#### [TASK DESCRIPTION]
Below are the records; copy each line in which "match" can be found.

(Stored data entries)
impl<R: BufRead, W: Write> App<R, W> {
    pub fn new(config: Config, input: R, output: W) -> Self {
        let catalog = LessonCatalog::new(&config.lesson_dir);
        let store = SessionStore::open(&config.session_file);
        let lookups = Lookups::load(
            Path::new(&config.word_dict_dir),
            Path::new(&config.kanji_file),
        );
        let flavor = Flavor::load(config.emotions_file.as_deref().map(Path::new));
        info!(
            "lessons at {}, session at {}",
            config.lesson_dir, config.session_file
        );

        Self {
            config,
            console: Console::new(input, output),
            catalog,
            store,
            lookups,
            flavor,
            quiz: None,
            retrying: false,
            reopen_menu: false,
            should_quit: false,
        }
    }

    pub fn with_lookups(mut self, lookups: Lookups) -> Self {
        self.lookups = lookups;
        self
    }

    pub fn with_flavor(mut self, flavor: Flavor) -> Self {
        self.flavor = flavor;
        self
    }

    pub fn store(&self) -> &SessionStore {
        &self.store
    }

    pub fn should_quit(&self) -> bool {
        self.should_quit
    }

    pub fn into_output(self) -> W {
        self.console.into_output()
    }

    /// Offer to resume, serve commands until `quit` or end of input, then persist.
    pub fn run(&mut self) -> Result<()> {
        self.try_restore()?;

        if !self.should_quit {
            render::greeting(self.console.out())?;
            let hooks = LoopHooks {
                before: None,
                complete_if: Some(Self::quitting),
            };
            let exit = command::run(self, &Self::base_commands(), &hooks)?;
            debug!("command loop ended: {exit:?}");
        }

        self.store.save()?;
        render::bye(self.console.out())?;
        Ok(())
    }

    fn try_restore(&mut self) -> Result<()> {
        if !self.config.confirm_resume {
            return Ok(());
        }
        let Some(playing) = self.store.playing().filter(|p| !p.is_complete()).cloned() else {
            return Ok(());
        };

        let message = format!(
            "You are playing lesson {}, at: {}/{}\nDo you want to continue? [y/N]",
            playing.name, playing.curr, playing.total
        );
        if !self.console.yes_no(&message)? {
            info!("not resuming {}", playing.key);
            return Ok(());
        }
        info!("resuming {} at {}/{}", playing.key, playing.curr, playing.total);

        match self.catalog.resolve(&playing.key) {
            Ok(lesson) => {
                if lesson.path != playing.path {
                    warn!(
                        "lesson {} moved from {} to {}",
                        playing.key,
                        playing.path.display(),
                        lesson.path.display()
                    );
                }
                self.play(&lesson)?;
                if !self.should_quit && mem::take(&mut self.reopen_menu) {
                    self.browse()?;
                }
            }
            Err(e) => {
                warn!("cannot resume {}: {e}", playing.key);
                render::failure(self.console.out(), &e)?;
            }
        }
        Ok(())
    }

    fn base_commands() -> CommandTable<Self> {
        CommandTable::new()
            .command(&MENU_ALIASES, Self::open_menu)
            .command(&["dict", "d", "t"], Self::dict)
            .command(&["kanji", "look", "info", "k"], Self::kanji)
            .command(&["stats", "s"], Self::stats)
            .command(&["help", "h"], Self::help)
            .command(&["quit", "exit"], Self::quit)
    }

    fn quiz_commands() -> CommandTable<Self> {
        Self::base_commands().layered(
            CommandTable::new()
                .command(&["next", "n"], Self::quiz_next)
                .command(&["back", "b"], Self::quiz_back)
                .command(&["hint", "h"], Self::quiz_hint)
                .command(&["reset", "r"], Self::quiz_reset)
                .command(&["quit"], Self::quiz_quit)
                .command(&["exit"], Self::quiz_exit)
                .command(&MENU_ALIASES, Self::quiz_switch)
                .fallback(Self::quiz_answer),
        )
    }

    fn quitting(app: &Self) -> bool {
        app.should_quit
    }

    fn quiz_done(app: &Self) -> bool {
        app.should_quit || app.quiz.as_ref().is_none_or(QuizEngine::is_over)
    }

    // Lesson browsing

    /// Pick and play lessons until the operator cancels or stops switching.
    fn browse(&mut self) -> Result<()> {
        loop {
            let Some(lesson) = self.choose_lesson()? else {
                return Ok(());
            };
            self.play(&lesson)?;
            if self.should_quit || !mem::take(&mut self.reopen_menu) {
                return Ok(());
            }
        }
    }

    fn choose_lesson(&mut self) -> Result<Option<Lesson>> {
        let topics = match self.catalog.list() {
            Ok(topics) => topics,
            Err(e) => {
                warn!("lesson catalog unavailable: {e}");
                render::failure(self.console.out(), &e)?;
                return Ok(None);
            }
        };
        if topics.is_empty() {
            let message = format!("No lessons under {}", self.catalog.root().display());
            render::notice(self.console.out(), &message)?;
            return Ok(None);
        }

        let names: Vec<String> = topics
            .iter()
            .map(|t| format!("{} ({})", t.name, t.lessons.len()))
            .collect();
        let Selection::Chosen(t) = self.console.select_key(&names, "Which topic?", true)? else {
            render::cancelled(self.console.out())?;
            return Ok(None);
        };
        let topic = &topics[t];
        if topic.lessons.is_empty() {
            render::notice(self.console.out(), &format!("{} has no lessons", topic.name))?;
            return Ok(None);
        }

        let completed = &self.store.meta().completed;
        let names: Vec<String> = topic
            .lessons
            .iter()
            .map(|l| {
                if completed.contains(&l.key) {
                    format!("{} ✓", l.name)
                } else {
                    l.name.clone()
                }
            })
            .collect();
        let Selection::Chosen(l) = self.console.select_key(&names, "Which lesson?", true)? else {
            render::cancelled(self.console.out())?;
            return Ok(None);
        };
        Ok(Some(topic.lessons[l].clone()))
    }

    // Playing

    fn play(&mut self, lesson: &Lesson) -> Result<()> {
        let loaded = match loader::load(lesson, &self.config.answer_delimiter) {
            Ok(loaded) => loaded,
            Err(e) => {
                warn!("cannot load lesson {}: {e}", lesson.key);
                render::failure(self.console.out(), &e)?;
                return Ok(());
            }
        };
        if loaded.questions.is_empty() {
            info!("lesson {} has no questions", lesson.key);
            render::notice(self.console.out(), &format!("{} has no questions", lesson.name))?;
            return Ok(());
        }

        let playing = self.store.start_or_resume(&loaded.info);
        render::lesson_start(self.console.out(), &loaded.info, &playing)?;
        let engine = QuizEngine::new(playing, loaded.questions, &self.config.answer_delimiter);
        self.quiz = Some(engine);
        self.retrying = false;

        let mut exit = LoopExit::Completed;
        if !Self::quiz_done(self) {
            let hooks = LoopHooks {
                before: Some(Self::show_question),
                complete_if: Some(Self::quiz_done),
            };
            exit = command::run(self, &Self::quiz_commands(), &hooks)?;
        }

        let Some(mut engine) = self.quiz.take() else {
            return Ok(());
        };
        engine.quit();
        self.store.commit_progress(engine.playing())?;

        let out = self.console.out();
        if engine.status() == QuizStatus::Finished {
            render::lesson_clear(out, &lesson.name, engine.playing())?;
        } else {
            render::lesson_left(out, engine.playing())?;
        }
        if exit == LoopExit::EndOfInput {
            self.should_quit = true;
        }
        Ok(())
    }

    fn show_question(app: &mut Self) -> Result<()> {
        let Some(quiz) = app.quiz.as_ref() else {
            return Ok(());
        };
        if let Some(question) = quiz.current_question() {
            let playing = quiz.playing();
            render::question(
                app.console.out(),
                question,
                quiz.delimiter(),
                playing.curr,
                playing.total,
                app.retrying,
            )?;
        }
        Ok(())
    }

    fn quiz_step(&mut self, command: QuizCommand) -> Result<()> {
        let Some(quiz) = self.quiz.as_mut() else {
            return Ok(());
        };
        let event = quiz.apply(command);
        let out = self.console.out();
        let total = quiz.playing().total;

        match event {
            QuizEvent::Correct { index } => {
                self.store.record_answer(true);
                self.retrying = false;
                if let Some(question) = quiz.question(index) {
                    render::reveal(out, question, quiz.delimiter(), index, total)?;
                }
                render::cheer(out, self.flavor.pick(true), !quiz.is_over())?;
            }
            QuizEvent::Incorrect { .. } => {
                self.store.record_answer(false);
                self.retrying = true;
                render::jeer(out, self.flavor.pick(false))?;
            }
            QuizEvent::Hint { index } => {
                if let Some(question) = quiz.question(index) {
                    render::reveal(out, question, quiz.delimiter(), index, total)?;
                }
            }
            QuizEvent::Moved | QuizEvent::Restarted => self.retrying = false,
            QuizEvent::Finished | QuizEvent::Interrupted | QuizEvent::Ignored => {}
        }
        Ok(())
    }

    // Top-level commands

    fn open_menu(&mut self, _args: &str) -> Result<Flow> {
        self.catalog.invalidate();
        self.browse()?;
        Ok(Flow::Continue)
    }

    fn dict(&mut self, args: &str) -> Result<Flow> {
        let mut word = args.trim().to_string();
        if word.is_empty() {
            if let Some(question) = self.quiz.as_ref().and_then(QuizEngine::current_question) {
                word = question.question.clone();
            }
        }
        let out = self.console.out();
        if word.is_empty() {
            render::notice(out, "usage: dict <word>")?;
            return Ok(Flow::Continue);
        }

        let entries = self.lookups.words.search_word(&word);
        if !entries.is_empty() {
            render::word_entries(out, &word, &entries)?;
            return Ok(Flow::Continue);
        }

        match self.lookups.translator.as_deref() {
            Some(translator) => match translator.translate(&word, None, None) {
                Ok(translation) => render::translation(out, &word, &translation)?,
                Err(e) => {
                    warn!("translation of {word} failed: {e}");
                    render::not_found(out, &word)?;
                }
            },
            None => render::not_found(out, &word)?,
        }
        Ok(Flow::Continue)
    }

    fn kanji(&mut self, args: &str) -> Result<Flow> {
        let kanji = args.trim();
        let out = self.console.out();
        if !kanji.is_empty() {
            match self.lookups.kanji.search_kanji(kanji) {
                Some(entry) => render::kanji(out, entry)?,
                None => render::not_found(out, kanji)?,
            }
            return Ok(Flow::Continue);
        }

        // Bare `k` in a lesson: every known kanji of the current question.
        let Some(question) = self.quiz.as_ref().and_then(QuizEngine::current_question) else {
            render::notice(out, "usage: kanji <character>")?;
            return Ok(Flow::Continue);
        };
        let mut seen = Vec::new();
        for ch in question.question.chars() {
            let mut buf = [0; 4];
            let Some(entry) = self.lookups.kanji.search_kanji(ch.encode_utf8(&mut buf)) else {
                continue;
            };
            if !seen.contains(&ch) {
                seen.push(ch);
                render::kanji(out, entry)?;
            }
        }
        if seen.is_empty() {
            render::not_found(out, &question.question)?;
        }
        Ok(Flow::Continue)
    }

    fn stats(&mut self, _args: &str) -> Result<Flow> {
        let playing = self
            .quiz
            .as_ref()
            .map(QuizEngine::playing)
            .or(self.store.playing());
        render::stats(self.console.out(), self.store.meta(), playing)?;
        Ok(Flow::Continue)
    }

    fn help(&mut self, _args: &str) -> Result<Flow> {
        let table = if self.quiz.is_some() {
            Self::quiz_commands()
        } else {
            Self::base_commands()
        };
        render::usage(self.console.out(), &table.usage_names())?;
        Ok(Flow::Continue)
    }

    fn quit(&mut self, _args: &str) -> Result<Flow> {
        self.should_quit = true;
        Ok(Flow::Complete)
    }

    // In-lesson commands

    fn quiz_answer(&mut self, raw: &str) -> Result<Flow> {
        self.quiz_step(QuizCommand::Answer(raw.to_string()))?;
        Ok(Flow::Continue)
    }

    fn quiz_next(&mut self, _args: &str) -> Result<Flow> {
        self.quiz_step(QuizCommand::Next)?;
        Ok(Flow::Continue)
    }

    fn quiz_back(&mut self, _args: &str) -> Result<Flow> {
        self.quiz_step(QuizCommand::Back)?;
        Ok(Flow::Continue)
    }

    fn quiz_hint(&mut self, _args: &str) -> Result<Flow> {
        self.quiz_step(QuizCommand::Hint)?;
        Ok(Flow::Continue)
    }

    fn quiz_reset(&mut self, _args: &str) -> Result<Flow> {
        self.quiz_step(QuizCommand::Reset)?;
        Ok(Flow::Continue)
    }

    /// Leave the lesson, back to the top-level prompt.
    fn quiz_quit(&mut self, _args: &str) -> Result<Flow> {
        self.quiz_step(QuizCommand::Quit)?;
        Ok(Flow::Complete)
    }

    fn quiz_exit(&mut self, _args: &str) -> Result<Flow> {
        self.quiz_step(QuizCommand::Quit)?;
        self.should_quit = true;
        Ok(Flow::Complete)
    }

    fn quiz_switch(&mut self, _args: &str) -> Result<Flow> {
        self.quiz_step(QuizCommand::Quit)?;
        self.reopen_menu = true;
        Ok(Flow::Complete)
    }
}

#### [SOLUTION BELOW]
        match self.catalog.resolve(&playing.key) {
        let topics = match self.catalog.list() {
        let loaded = match loader::load(lesson, &self.config.answer_delimiter) {
        match event {
        match self.lookups.translator.as_deref() {
            Some(translator) => match translator.translate(&word, None, None) {
            match self.lookups.kanji.search_kanji(kanji) {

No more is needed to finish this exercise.